GIVEN DATA:
========================
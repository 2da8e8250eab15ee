//! The demo server.
//!
//! Run with:
//!   cargo run -- --config vireo.toml
//!
//! Try:
//!   curl http://localhost:1323/users/42
//!   curl 'http://localhost:1323/show?team=a&member=b'
//!   curl http://localhost:1323/bind/users/jon/jon@x.com
//!   curl -c jar http://localhost:1323/writeCookie && curl -b jar http://localhost:1323/readCookie

use std::process::ExitCode;

use clap::Parser;
use tracing::{error, info};

use vireo::Server;
use vireo::app::build_router;
use vireo::config::Cli;

#[tokio::main]
async fn main() -> ExitCode {
    let cli = Cli::parse();
    let config = match cli.resolve() {
        Ok(config) => config,
        Err(e) => {
            // No subscriber yet.
            eprintln!("vireo: {e}");
            return ExitCode::FAILURE;
        }
    };

    vireo::logging::init(&config.log);
    info!(version = env!("CARGO_PKG_VERSION"), "vireo starting");

    let app = match build_router(&config.app) {
        Ok(app) => app,
        Err(e) => {
            error!(error = %e, "failed to build router");
            return ExitCode::FAILURE;
        }
    };

    let max_body = match config.server.max_body_bytes() {
        Ok(n) => n,
        Err(e) => {
            error!(error = %e, "invalid server configuration");
            return ExitCode::FAILURE;
        }
    };

    if let Err(e) = Server::bind(config.server.addr).max_body(max_body).serve(app).await {
        error!(error = %e, addr = %config.server.addr, "server failed");
        return ExitCode::FAILURE;
    }

    info!("shutdown complete");
    ExitCode::SUCCESS
}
========================
INSTRUCTIONS TO FOLLOW:
Copy the entries above exactly, leaving none out.

EXERCISE OUTPUT:
repository 2da8e8250eab15ee
//! The demo server.
//!
//! Run with:
//!   cargo run -- --config vireo.toml
//!
//! Try:
//!   curl http://localhost:1323/users/42
//!   curl 'http://localhost:1323/show?team=a&member=b'
//!   curl http://localhost:1323/bind/users/jon/jon@x.com
//!   curl -c jar http://localhost:1323/writeCookie && curl -b jar http://localhost:1323/readCookie

use std::process::ExitCode;

use clap::Parser;
use tracing::{error, info};

use vireo::Server;
use vireo::app::build_router;
use vireo::config::Cli;

#[tokio::main]
async fn main() -> ExitCode {
    let cli = Cli::parse();
    let config = match cli.resolve() {
        Ok(config) => config,
        Err(e) => {
            // No subscriber yet.
            eprintln!("vireo: {e}");
            return ExitCode::FAILURE;
        }
    };

    vireo::logging::init(&config.log);
    info!(version = env!("CARGO_PKG_VERSION"), "vireo starting");

    let app = match build_router(&config.app) {
        Ok(app) => app,
        Err(e) => {
            error!(error = %e, "failed to build router");
            return ExitCode::FAILURE;
        }
    };

    let max_body = match config.server.max_body_bytes() {
        Ok(n) => n,
        Err(e) => {
            error!(error = %e, "invalid server configuration");
            return ExitCode::FAILURE;
        }
    };

    if let Err(e) = Server::bind(config.server.addr).max_body(max_body).serve(app).await {
        error!(error = %e, addr = %config.server.addr, "server failed");
        return ExitCode::FAILURE;
    }

    info!("shutdown complete");
    ExitCode::SUCCESS
}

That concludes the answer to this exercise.